Being Authentic

“In the morning, after the rain, I headed for a rusting watchtower at the edge of the U.N. compound to see what water had done to the desert. Already frogs had emerged from subterranean slime chambers and filled the air with their calls, and in the trees starlings and doves with mad red eyes cooed and hollered. I was excited, too. The previous week had been hot and dust ridden, and a thousand years of pulverized earth seemed to scrape inside my eyelids. Clouds had been gathering in grand formations for days, but they always sailed out of Kenya dry and mute, only to be torn open by the ragged volcanoes on the horizon, above Uganda.”


Writer and journalist Neil Shae writes of his experience staying in the Kakuma refugee camp in Northwestern Kenya.  Established in 1991, the same year as the collapse of the Somali government and the ensuing civil war that continues to this day, Kakuma is one of many camps in Kenya that host displaced Somali refugees who fled their country due to the war.  Many Somalis have been in this camp for years, working, and having children that know no other life than that inside the camp.  One such child, Halima Aden, was born in Kakuma and along with her family “stood in long lines for water and had to barter for pots and pans and coal.  She drank PediaSure in the camp because she was underweight.  She grew accustomed to the taste and still drinks it.”


Resettlement of Somali refugees is handled by the U.S. State Department but voluntary agencies (VOLAGS) contract with the government to help in the process and given Minnesota has very active VOLAGS such as Lutheran Social Services, Catholic Charities, and World Relief Minnesota, a number of Somalis call Minnesota their home.  Halima is one such Somali having been in the US since leaving Kakuma at the age of 7.

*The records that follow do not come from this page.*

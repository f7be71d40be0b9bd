//! Signal wiring

use std::io;
use std::sync::Arc;
use std::sync::atomic::AtomicBool;

use signal_hook::consts::{SIGINT, SIGTERM};

#[cfg(unix)]
const TERMINATION: &[i32] = &[SIGINT, SIGTERM, signal_hook::consts::SIGHUP];
#[cfg(not(unix))]
const TERMINATION: &[i32] = &[SIGINT, SIGTERM];

/// Coordination signals whose default action would kill the process.
#[cfg(unix)]
const IGNORED: &[i32] = &[signal_hook::consts::SIGUSR1, signal_hook::consts::SIGUSR2];
#[cfg(not(unix))]
const IGNORED: &[i32] = &[];

/// Raise `interrupt` on any termination signal. Repeated signals only set it
/// again; the engine decides when to stop.
///
/// Coordination signals are caught into a flag nobody reads, which replaces
/// their default action.
pub fn install(interrupt: &Arc<AtomicBool>) -> io::Result<()> {
    for &signal in TERMINATION {
        signal_hook::flag::register(signal, Arc::clone(interrupt))?;
    }
    let ignored = Arc::new(AtomicBool::new(false));
    for &signal in IGNORED {
        signal_hook::flag::register(signal, Arc::clone(&ignored))?;
    }
    tracing::debug!(
        termination = TERMINATION.len(),
        ignored = IGNORED.len(),
        "signal handlers installed"
    );
    Ok(())
}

While Halima’s refugee story is unfortunately not unique, what has happened to her in the last few months is anything but typical for a 19 year old university student.  Known by her friends as someone who consistently will “try things no one else will”, Halima entered the Miss Minnesota USA Pageant.  Not only did she compete, but Halima transformed the competition making national news when, in order to stay true to herself and her religious beliefs, she wore a Hajib and ‘burkini’ during the swimsuit portion of the competition.

Being a 19-year-old is hard enough with all of the peer pressure and Snapchat social media messages to conform and be like a Kardashian, yet here is a young Somali refugee girl taking on the decades-old established pageant industry swimsuit mainstay by staying fulling covered and wearing a Hajib which in today’s society could incite violence from the unfortunately growing number of those less tolerant of those holding her religious beliefs.

This is authenticity.

Halima’s story has important lessons for all of us who might aspire to be as true to ourselves as she is but are more likely in the moment to find ourselves falling short.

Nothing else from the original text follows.